Maybe they were trying to improve their “social image” by consciously misreporting, or their “self image” by unconsciously misreporting? This turned out to be the most likely explanation.

Tests with the MMPI, which is believed to be able to evaluate these factors, showed that one or both of these motivations was quite possibly the case. Other studies by different researchers have also supported this likelihood and also support the observed fact that some overweight people routinely “underreport” the actual amount of food they eat.

For dieters, this research is a warning of what happens if you’re not vigilant (or honest) with yourself. If you are going to allow (or even encourage) hunger to trick you into not noticing how much food you really eat, then you shouldn’t waste your time with any type of diet—not even the diet—because diets can’t work under those conditions.

The diet relies on you to recognize when you are beginning any type of “food-seeking” behavior. When you can recognize this, then you can consciously stop… before you “eat the whole refrigerator”, and figure out what it is that you really need to eat to make the hunger really go away—without giving yourself a lot of Calories in the process.
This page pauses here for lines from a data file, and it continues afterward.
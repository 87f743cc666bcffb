//! Raw file loading and cleaning
//!
//! Both inputs are headerless CSV exports, so columns are bound by position
//! against the layouts in [`crate::schema`]. Cleaning applies the null
//! policy, the hard row filter, and the derived time and URL fields in one
//! typed pass, leaving a table the later stages can consume without
//! re-parsing anything.

use crate::error::{MarkovifyError, Result};
use crate::schema::{DEVICE_COLUMNS, SESSION_COLUMNS, UNKNOWN};
use chrono::{DateTime, Datelike, NaiveDate, NaiveDateTime, Timelike};
use polars::prelude::*;
use std::fs::File;
use std::path::Path;
use tracing::debug;

/// Loads and cleans the raw session-event file.
///
/// Output columns: `sessionid`, `category`, `createddate` (epoch seconds),
/// `pagetitle`, `userid`, `providerid`, `productid`, `referrerurl` (host
/// only), `deviceid`, `eventtype`, `quantity`, `price`, plus the derived
/// `dayofweek` (0 = Monday) and `hour` (0..=23).
pub fn load_sessions(path: &Path) -> Result<DataFrame> {
    let raw = read_headerless_csv(path, &SESSION_COLUMNS)?;
    debug!(rows = raw.height(), path = %path.display(), "read session file");
    clean_sessions(&raw)
}

/// Loads the raw device file. Vocabulary normalization happens at the join.
pub fn load_devices(path: &Path) -> Result<DataFrame> {
    let raw = read_headerless_csv(path, &DEVICE_COLUMNS)?;
    debug!(rows = raw.height(), path = %path.display(), "read device file");
    Ok(raw)
}

fn read_headerless_csv(path: &Path, columns: &[&str]) -> Result<DataFrame> {
    let file = File::open(path)?;
    let parse_opts = CsvParseOptions::default().with_separator(b',');
    // Schema inference is skipped so every field arrives as a string and the
    // typed extraction below controls all parsing.
    let mut df = CsvReadOptions::default()
        .with_has_header(false)
        .with_infer_schema_length(Some(0))
        .with_parse_options(parse_opts)
        .into_reader_with_file_handle(file)
        .finish()?;

    if df.width() != columns.len() {
        return Err(MarkovifyError::DataError(format!(
            "expected {} columns in {}, found {}",
            columns.len(),
            path.display(),
            df.width()
        )));
    }
    df.set_column_names(columns.iter().copied())?;
    Ok(df)
}

/// Applies the session null policy and row filter to a schema-named raw
/// frame.
///
/// Rows missing any of `sessionid`, a parseable `createddate`, or a
/// parseable `eventtype` are dropped. Everything else is defaulted: empty
/// text for the free-text columns, `Unknown` for the identifier-like
/// columns, and zero for the numeric columns. Columns with no downstream
/// consumer are left behind here.
pub fn clean_sessions(raw: &DataFrame) -> Result<DataFrame> {
    let sessionid = raw.column("sessionid")?.str()?;
    let category = raw.column("category")?.str()?;
    let createddate = raw.column("createddate")?.str()?;
    let pagetitle = raw.column("pagetitle")?.str()?;
    let userid = raw.column("userid")?.str()?;
    let providerid = raw.column("providerid")?.str()?;
    let productid = raw.column("productid")?.str()?;
    let referrerurl = raw.column("referrerurl")?.str()?;
    let deviceid = raw.column("deviceid")?.str()?;
    let eventtype = raw.column("eventtype")?.str()?;
    let quantity = raw.column("quantity")?.str()?;
    let price = raw.column("price")?.str()?;

    let n = raw.height();
    let mut out_sessionid: Vec<String> = Vec::with_capacity(n);
    let mut out_category: Vec<String> = Vec::with_capacity(n);
    let mut out_createddate: Vec<i64> = Vec::with_capacity(n);
    let mut out_pagetitle: Vec<String> = Vec::with_capacity(n);
    let mut out_userid: Vec<String> = Vec::with_capacity(n);
    let mut out_providerid: Vec<String> = Vec::with_capacity(n);
    let mut out_productid: Vec<f64> = Vec::with_capacity(n);
    let mut out_referrerurl: Vec<String> = Vec::with_capacity(n);
    let mut out_deviceid: Vec<String> = Vec::with_capacity(n);
    let mut out_eventtype: Vec<i64> = Vec::with_capacity(n);
    let mut out_quantity: Vec<f64> = Vec::with_capacity(n);
    let mut out_price: Vec<f64> = Vec::with_capacity(n);
    let mut out_dayofweek: Vec<i64> = Vec::with_capacity(n);
    let mut out_hour: Vec<i64> = Vec::with_capacity(n);

    for i in 0..n {
        let sid = match sessionid.get(i) {
            Some(v) if !v.trim().is_empty() => v,
            _ => continue,
        };
        let ts = match createddate.get(i).and_then(parse_timestamp) {
            Some(ts) => ts,
            None => continue,
        };
        let event = match eventtype.get(i).and_then(parse_event_code) {
            Some(event) => event,
            None => continue,
        };

        out_sessionid.push(sid.to_string());
        out_category.push(text_or_empty(category.get(i)));
        out_createddate.push(ts.and_utc().timestamp());
        out_pagetitle.push(text_or_empty(pagetitle.get(i)));
        out_userid.push(text_or_empty(userid.get(i)));
        out_providerid.push(non_empty_or(providerid.get(i), UNKNOWN));
        out_productid.push(parse_f64_or_zero(productid.get(i)));
        out_referrerurl.push(referrer_host(referrerurl.get(i).unwrap_or("")));
        out_deviceid.push(non_empty_or(deviceid.get(i), UNKNOWN));
        out_eventtype.push(event);
        out_quantity.push(parse_f64_or_zero(quantity.get(i)));
        out_price.push(parse_f64_or_zero(price.get(i)));
        out_dayofweek.push(i64::from(ts.weekday().num_days_from_monday()));
        out_hour.push(i64::from(ts.hour()));
    }

    let dropped = n - out_sessionid.len();
    if dropped > 0 {
        debug!(dropped, "discarded rows missing sessionid, createddate, or eventtype");
    }

    DataFrame::new(vec![
        Column::new("sessionid".into(), out_sessionid),
        Column::new("category".into(), out_category),
        Column::new("createddate".into(), out_createddate),
        Column::new("pagetitle".into(), out_pagetitle),
        Column::new("userid".into(), out_userid),
        Column::new("providerid".into(), out_providerid),
        Column::new("productid".into(), out_productid),
        Column::new("referrerurl".into(), out_referrerurl),
        Column::new("deviceid".into(), out_deviceid),
        Column::new("eventtype".into(), out_eventtype),
        Column::new("quantity".into(), out_quantity),
        Column::new("price".into(), out_price),
        Column::new("dayofweek".into(), out_dayofweek),
        Column::new("hour".into(), out_hour),
    ])
    .map_err(Into::into)
}

/// Parses the timestamp formats seen in session exports: RFC 3339, naive
/// datetimes with either separator, and bare dates.
pub(crate) fn parse_timestamp(raw: &str) -> Option<NaiveDateTime> {
    let value = raw.trim();
    if value.is_empty() {
        return None;
    }
    if let Ok(dt) = DateTime::parse_from_rfc3339(value) {
        return Some(dt.naive_utc());
    }
    for format in ["%Y-%m-%d %H:%M:%S%.f", "%Y-%m-%dT%H:%M:%S%.f"] {
        if let Ok(dt) = NaiveDateTime::parse_from_str(value, format) {
            return Some(dt);
        }
    }
    NaiveDate::parse_from_str(value, "%Y-%m-%d")
        .ok()
        .and_then(|d| d.and_hms_opt(0, 0, 0))
}

/// Event codes are exported as integers or as floats with a zero fraction.
fn parse_event_code(raw: &str) -> Option<i64> {
    let value = raw.trim();
    if value.is_empty() {
        return None;
    }
    if let Ok(code) = value.parse::<i64>() {
        return Some(code);
    }
    value
        .parse::<f64>()
        .ok()
        .filter(|f| f.is_finite())
        .map(|f| f as i64)
}

fn text_or_empty(value: Option<&str>) -> String {
    value.unwrap_or("").to_string()
}

fn non_empty_or(value: Option<&str>, default: &str) -> String {
    match value {
        Some(v) if !v.trim().is_empty() => v.to_string(),
        _ => default.to_string(),
    }
}

fn parse_f64_or_zero(value: Option<&str>) -> f64 {
    value
        .and_then(|v| v.trim().parse::<f64>().ok())
        .filter(|f| f.is_finite())
        .unwrap_or(0.0)
}

/// Reduces a referrer URL to its host. Unparseable or host-less values
/// reduce to the empty string, the same default as a missing referrer.
fn referrer_host(value: &str) -> String {
    url::Url::parse(value.trim())
        .ok()
        .and_then(|u| u.host_str().map(str::to_string))
        .unwrap_or_default()
}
This is the key to successful and painless diet weight loss.

The important principle to remember is that if you are overweight, hunger is never looking for more Calories when it makes you hungry. It’s looking for one of the other things that come from food and it needs intelligent help from you to figure out what that is and go get it. The rest of this site focuses exclusively on showing you how to give it that intelligent help. When you can do this, losing weight becomes so simple that you quite literally forget that you are doing it.